[Available records]

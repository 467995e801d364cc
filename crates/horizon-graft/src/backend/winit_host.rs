//! Host platform backed by winit.
//!
//! Windows are created from inside the event loop (typically in
//! `ApplicationHandler::resumed`) and start hidden. Content is attached as a
//! native child of the winit window; see the `native_child` module for
//! the per-platform mechanism.
//!
//! Host units are physical pixels and the scale factor is winit's.
//!
//! ```ignore
//! impl ApplicationHandler for App {
//!     fn resumed(&mut self, event_loop: &ActiveEventLoop) {
//!         let mut host = WinitHost::new(event_loop);
//!         let window = create_native_window(&mut host, "Demo", 800, 600).unwrap();
//!         self.windows.push(window);
//!     }
//! }
//! ```

use raw_window_handle::{HasWindowHandle, RawWindowHandle};
use winit::dpi::PhysicalSize;
use winit::event_loop::ActiveEventLoop;
use winit::window::{Window, WindowId};

use horizon_graft_core::logging::targets;
use horizon_graft_core::{HostSize, graft_debug, graft_warn};

use super::native_child::NativeChild;
use crate::window::{HostError, HostPlatform, HostWindow, WindowConfig};

/// Creates host windows on a running winit event loop.
pub struct WinitHost<'a> {
    event_loop: &'a ActiveEventLoop,
}

impl<'a> WinitHost<'a> {
    pub fn new(event_loop: &'a ActiveEventLoop) -> Self {
        Self { event_loop }
    }
}

impl HostPlatform for WinitHost<'_> {
    fn create_window(&mut self, config: &WindowConfig) -> Result<Box<dyn HostWindow>, HostError> {
        let window = self
            .event_loop
            .create_window(config.to_window_attributes())
            .map_err(|e| HostError::allocation(e.to_string()))?;
        graft_debug!(targets::BACKEND, id = ?window.id(), "winit window created");
        Ok(Box::new(WinitHostWindow {
            window: Some(window),
            child: None,
        }))
    }
}

struct WinitHostWindow {
    /// `None` once closed; dropping the winit window closes it.
    window: Option<Window>,
    child: Option<NativeChild>,
}

impl WinitHostWindow {
    fn raw_handle(&self) -> Result<RawWindowHandle, HostError> {
        let window = self
            .window
            .as_ref()
            .ok_or_else(|| HostError::handle_access("window is closed"))?;
        let handle = window
            .window_handle()
            .map_err(|e| HostError::handle_access(e.to_string()))?;
        Ok(handle.as_raw())
    }
}

impl HostWindow for WinitHostWindow {
    fn content_size(&self) -> HostSize {
        self.window
            .as_ref()
            .map(|window| {
                let size = window.inner_size();
                HostSize::new(size.width, size.height)
            })
            .unwrap_or_default()
    }

    fn scale_factor(&self) -> f64 {
        self.window
            .as_ref()
            .map(|window| window.scale_factor())
            .unwrap_or(1.0)
    }

    fn set_title(&mut self, title: &str) {
        if let Some(window) = &self.window {
            window.set_title(title);
        }
    }

    fn show(&mut self) {
        if let Some(window) = &self.window {
            window.set_visible(true);
        }
    }

    fn close(&mut self) {
        self.detach_content();
        self.window = None;
    }

    fn request_content_size(&mut self, size: HostSize) -> Option<HostSize> {
        let window = self.window.as_ref()?;
        window
            .request_inner_size(PhysicalSize::new(size.width, size.height))
            .map(|applied| HostSize::new(applied.width, applied.height))
    }

    fn replace_content(&mut self, drawable: RawWindowHandle, size: HostSize) -> Result<(), HostError> {
        let parent = self.raw_handle()?;
        let child = NativeChild::attach(parent, drawable, size, self.scale_factor())?;
        // The new child is in place before the old one goes away.
        if let Some(previous) = self.child.replace(child) {
            previous.detach();
        }
        Ok(())
    }

    fn layout_content(&mut self, size: HostSize) {
        let scale_factor = self.scale_factor();
        if let Some(child) = &self.child {
            child.layout(size, scale_factor);
        }
    }

    fn detach_content(&mut self) {
        if let Some(child) = self.child.take() {
            child.detach();
        }
    }

    fn window_handle(&self) -> Option<RawWindowHandle> {
        self.raw_handle()
            .inspect_err(|err| graft_warn!(targets::BACKEND, %err, "no native window handle"))
            .ok()
    }

    fn winit_id(&self) -> Option<WindowId> {
        self.window.as_ref().map(|window| window.id())
    }
}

[/Available records]

Task instructions
Give the data back in full, exactly as written.

Response to this exercise
repository 467995e801d364cc
filename crates/horizon-graft/src/backend/winit_host.rs
//! Host platform backed by winit.
//!
//! Windows are created from inside the event loop (typically in
//! `ApplicationHandler::resumed`) and start hidden. Content is attached as a
//! native child of the winit window; see the `native_child` module for
//! the per-platform mechanism.
//!
//! Host units are physical pixels and the scale factor is winit's.
//!
//! ```ignore
//! impl ApplicationHandler for App {
//!     fn resumed(&mut self, event_loop: &ActiveEventLoop) {
//!         let mut host = WinitHost::new(event_loop);
//!         let window = create_native_window(&mut host, "Demo", 800, 600).unwrap();
//!         self.windows.push(window);
//!     }
//! }
//! ```

use raw_window_handle::{HasWindowHandle, RawWindowHandle};
use winit::dpi::PhysicalSize;
use winit::event_loop::ActiveEventLoop;
use winit::window::{Window, WindowId};

use horizon_graft_core::logging::targets;
use horizon_graft_core::{HostSize, graft_debug, graft_warn};

use super::native_child::NativeChild;
use crate::window::{HostError, HostPlatform, HostWindow, WindowConfig};

/// Creates host windows on a running winit event loop.
pub struct WinitHost<'a> {
    event_loop: &'a ActiveEventLoop,
}

impl<'a> WinitHost<'a> {
    pub fn new(event_loop: &'a ActiveEventLoop) -> Self {
        Self { event_loop }
    }
}

impl HostPlatform for WinitHost<'_> {
    fn create_window(&mut self, config: &WindowConfig) -> Result<Box<dyn HostWindow>, HostError> {
        let window = self
            .event_loop
            .create_window(config.to_window_attributes())
            .map_err(|e| HostError::allocation(e.to_string()))?;
        graft_debug!(targets::BACKEND, id = ?window.id(), "winit window created");
        Ok(Box::new(WinitHostWindow {
            window: Some(window),
            child: None,
        }))
    }
}

struct WinitHostWindow {
    /// `None` once closed; dropping the winit window closes it.
    window: Option<Window>,
    child: Option<NativeChild>,
}

impl WinitHostWindow {
    fn raw_handle(&self) -> Result<RawWindowHandle, HostError> {
        let window = self
            .window
            .as_ref()
            .ok_or_else(|| HostError::handle_access("window is closed"))?;
        let handle = window
            .window_handle()
            .map_err(|e| HostError::handle_access(e.to_string()))?;
        Ok(handle.as_raw())
    }
}

impl HostWindow for WinitHostWindow {
    fn content_size(&self) -> HostSize {
        self.window
            .as_ref()
            .map(|window| {
                let size = window.inner_size();
                HostSize::new(size.width, size.height)
            })
            .unwrap_or_default()
    }

    fn scale_factor(&self) -> f64 {
        self.window
            .as_ref()
            .map(|window| window.scale_factor())
            .unwrap_or(1.0)
    }

    fn set_title(&mut self, title: &str) {
        if let Some(window) = &self.window {
            window.set_title(title);
        }
    }

    fn show(&mut self) {
        if let Some(window) = &self.window {
            window.set_visible(true);
        }
    }

    fn close(&mut self) {
        self.detach_content();
        self.window = None;
    }

    fn request_content_size(&mut self, size: HostSize) -> Option<HostSize> {
        let window = self.window.as_ref()?;
        window
            .request_inner_size(PhysicalSize::new(size.width, size.height))
            .map(|applied| HostSize::new(applied.width, applied.height))
    }

    fn replace_content(&mut self, drawable: RawWindowHandle, size: HostSize) -> Result<(), HostError> {
        let parent = self.raw_handle()?;
        let child = NativeChild::attach(parent, drawable, size, self.scale_factor())?;
        // The new child is in place before the old one goes away.
        if let Some(previous) = self.child.replace(child) {
            previous.detach();
        }
        Ok(())
    }

    fn layout_content(&mut self, size: HostSize) {
        let scale_factor = self.scale_factor();
        if let Some(child) = &self.child {
            child.layout(size, scale_factor);
        }
    }

    fn detach_content(&mut self) {
        if let Some(child) = self.child.take() {
            child.detach();
        }
    }

    fn window_handle(&self) -> Option<RawWindowHandle> {
        self.raw_handle()
            .inspect_err(|err| graft_warn!(targets::BACKEND, %err, "no native window handle"))
            .ok()
    }

    fn winit_id(&self) -> Option<WindowId> {
        self.window.as_ref().map(|window| window.id())
    }
}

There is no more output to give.